While PCA is useful for summarizing many features at once, it is often easier to interpret individual features directly. Two especially common summaries are trend strength and annual seasonal strength.

```{r}
tourism_feature_plot <- all_info |>
  ggplot(aes(
    x = trend_strength,
    y = seasonal_strength_year,
    colour = .included,
    text = paste0(
      "Trend_strength: ", round(trend_strength, 2), "<br>",
      "Seasonal_strength_year: ", round(seasonal_strength_year, 2), "<br>",
      "State: ", State, "<br>",
      "Purpose: ", Purpose, "<br>"
    )
  )) +
  geom_point()
tourism_feature_plot
```

This plot helps assess whether included series tend to be more strongly trended, more seasonal, or broadly similar to excluded series.

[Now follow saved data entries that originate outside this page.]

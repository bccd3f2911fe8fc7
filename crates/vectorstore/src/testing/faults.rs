//! Scripted failures for in-memory backends

use crate::native::{NativeError, NativeResult};
use parking_lot::Mutex;
use std::collections::{HashMap, VecDeque};
use std::sync::Arc;

/// Native operation, for counting calls and scripting failures
#[derive(Debug, Clone, Copy, PartialEq, Eq, Hash)]
pub enum Op {
    /// Heartbeat / health probe
    Health,
    /// Collection lookup
    GetCollection,
    /// Collection creation
    CreateCollection,
    /// Record write
    Upsert,
    /// Similarity query
    Query,
    /// Fetch by id
    Get,
    /// Delete by id
    Delete,
    /// Record count
    Count,
}

#[derive(Debug, Default)]
struct Faults {
    calls: HashMap<Op, usize>,
    next: HashMap<Op, VecDeque<NativeError>>,
    nth: HashMap<(Op, usize), NativeError>,
    unreachable: bool,
}

/// Shared failure script
///
/// Clones share state, so a test can keep one while a backend owns another.
#[derive(Debug, Clone, Default)]
pub struct FaultPlan {
    inner: Arc<Mutex<Faults>>,
}

impl FaultPlan {
    /// No scripted failures
    pub fn new() -> Self {
        Self::default()
    }

    /// Fail the next `times` calls of `op` with `err`
    pub fn fail_next(&self, op: Op, err: NativeError, times: usize) {
        let mut faults = self.inner.lock();
        let queue = faults.next.entry(op).or_default();
        queue.extend(std::iter::repeat(err).take(times));
    }

    /// Fail the `n`th call (1-based, counted from creation) of `op`
    pub fn fail_nth(&self, op: Op, n: usize, err: NativeError) {
        self.inner.lock().nth.insert((op, n), err);
    }

    /// Refuse every connection while set
    pub fn set_unreachable(&self, unreachable: bool) {
        self.inner.lock().unreachable = unreachable;
    }

    /// Calls of `op` so far, failed ones included
    pub fn calls(&self, op: Op) -> usize {
        self.inner.lock().calls.get(&op).copied().unwrap_or(0)
    }

    /// Record a call and return its scripted failure, if any
    pub fn check(&self, op: Op) -> NativeResult<()> {
        let mut faults = self.inner.lock();
        let count = {
            let calls = faults.calls.entry(op).or_insert(0);
            *calls += 1;
            *calls
        };
        if faults.unreachable {
            return Err(NativeError::Connect("connection refused".to_string()));
        }
        if let Some(err) = faults.nth.remove(&(op, count)) {
            return Err(err);
        }
        if let Some(err) = faults.next.get_mut(&op).and_then(VecDeque::pop_front) {
            return Err(err);
        }
        Ok(())
    }
}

An interactive version can also be produced

```{r}
tourism_feature_plot |>
  ggplotly(tooltip = "text")
```


## Comparing behavior across travel purpose

The relationship between structure and inclusion of series may differ by travel purpose. To explore this, we facet the trend-seasonality display by `Purpose`.

```{r}
tourism_purpose_plot <- all_info |>
  ggplot(aes(
    x = trend_strength,
    y = seasonal_strength_year,
    colour = .included,
    text = paste0(
      "State: ", State, "<br>",
      "Purpose: ", Purpose, "<br>")
  )) +
  geom_point() +
  facet_wrap(vars(Purpose))
tourism_purpose_plot
```

An interactive version can also be produced when desired.

```{r}
tourism_purpose_plot |>
  ggplotly(text = "text")
```

## Interpreting the results

This workflow makes it possible to ask questions such as:

- Do included series tend to be more regular or more forecastable?

- Are highly seasonal series more likely to be selected by `icomb`?

- Is inclusion associated with stronger or weaker base forecast accuracy?

- Do patterns differ systematically across purpose groups?

The answers will depend on the data and the implementation details of `icomb`, but the framework provides a practical way to connect reconciliation output with interpretable series characteristics.

# Beyond summing constraints

The reconciliation methods discussed above are not limited to simple summation constraints. In general, both MinT based approaches and information combination methods can accommodate any *linear* constraints across a system of time series.

At present, the `min_trace()` implementation in **fabletools** is restricted to summing constraints. The `icomb()` approach, however, is more flexible and can be used in settings where the aggregation structure is defined differently.

## Using averages instead of sums

As an illustration, suppose the structure is defined in terms of *averages* rather than totals. We can construct such a grouped structure by aggregating using `mean()` instead of `sum()`.

```{r}
tourism_avg_gts <- tourism_gts |>
  filter(!is_aggregated(State), !is_aggregated(Purpose)) |>
  aggregate_key(State * Purpose,
                Trips = mean(Trips))
```

We then fit and reconcile forecasts in the usual way.

```{r, echo=FALSE, eval=FALSE}
fc <- tourism_avg_gts |>
  model(base = ETS(Trips)) |>
  reconcile(icomb = icomb(base, train_size = 55)) |>
  forecast()
saveRDS(fc, file = "../inst/extdata/fc.rds")
```


```{r, eval=FALSE}
fc <- tourism_avg_gts |>
  model(base = ETS(Trips)) |>
  reconcile(icomb = icomb(base, train_size = 55)) |>
  forecast()
```

```{r, echo=FALSE}
fc <- readRDS(system.file("extdata", "fc.rds", package = "icomb"))
```

To verify coherence under this alternative structure, we can recompute the averages from the bottom-level forecasts and compare them with the reconciled values.

```{r}
fc |>
  filter(!is_aggregated(State), !is_aggregated(Purpose), .model == "icomb") |>
  aggregate_key(State * Purpose,
                mean_fc = mean(.mean)) |>
  full_join(fc |> filter(.model == "icomb")) |>
  mutate(diff = mean_fc - .mean) |>
  pull(diff) |>
  range()
```

The range of differences is close to zero.

## Current limitations and extensions

The current implementation of `aggregate_key()` in **fabletools** does not yet support arbitrary weights, which limits direct construction of more general linear constraints. This is expected to be addressed in future releases.

In the meantime, for fully general linear constraints, a practical approach is to manually construct a `tsibble` containing all series in the desired structure and pass it directly to `model()`. This provides complete flexibility in defining relationships among the series.